| Stored items |
use std::time::Duration;

use serenity::prelude::GatewayIntents;

pub(crate) const SCHEMA: &str = include_str!("../../schema.pgsql");

pub(crate) const DISCORD_INTENTS: GatewayIntents = {
    let guilds = GatewayIntents::GUILDS.bits();
    let members = GatewayIntents::GUILD_MEMBERS.bits();
    let messages = GatewayIntents::GUILD_MESSAGES.bits();
    let content = GatewayIntents::MESSAGE_CONTENT.bits();
    match GatewayIntents::from_bits(guilds | members | messages | content) {
        Some(intents) => intents,
        None => panic!("Invalid intents"),
    }
};

/// Milliseconds between the unix epoch and the first second of 2015, the epoch of Discord snowflakes.
pub(crate) const DISCORD_EPOCH_MS: u64 = 1_420_070_400_000;

/// Largest page the history endpoint hands out.
pub(crate) const HISTORY_PAGE_SIZE: u64 = 100;

/// Largest page the guild member endpoint hands out.
pub(crate) const MEMBER_PAGE_SIZE: u64 = 1000;

pub(crate) const CONFIRMATION_TIMEOUT: Duration = Duration::from_secs(60);

pub(crate) const DEFAULT_PREFIX: &str = "!";
pub(crate) const DEFAULT_TICK_HOURS: u64 = 4;
pub(crate) const DEFAULT_GUILD_TIMEOUT_MINUTES: u64 = 30;
pub(crate) const DEFAULT_MAX_PAGES: u32 = 50;

pub(crate) const SECONDS_PER_DAY: u64 = 24 * 60 * 60;

/// Longest message Discord accepts, in characters.
pub(crate) const MESSAGE_CHAR_LIMIT: usize = 2000;

/// Pause between the gateway becoming ready and the first tick, so that the cache fills up.
pub(crate) const SCHEDULER_SETTLE_DELAY: Duration = Duration::from_secs(15);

| WORK INSTRUCTION |
Copy every line above that includes the string "messages".

| RESPONSE TO THIS EXERCISE |
    let messages = GatewayIntents::GUILD_MESSAGES.bits();
    match GatewayIntents::from_bits(guilds | members | messages | content) {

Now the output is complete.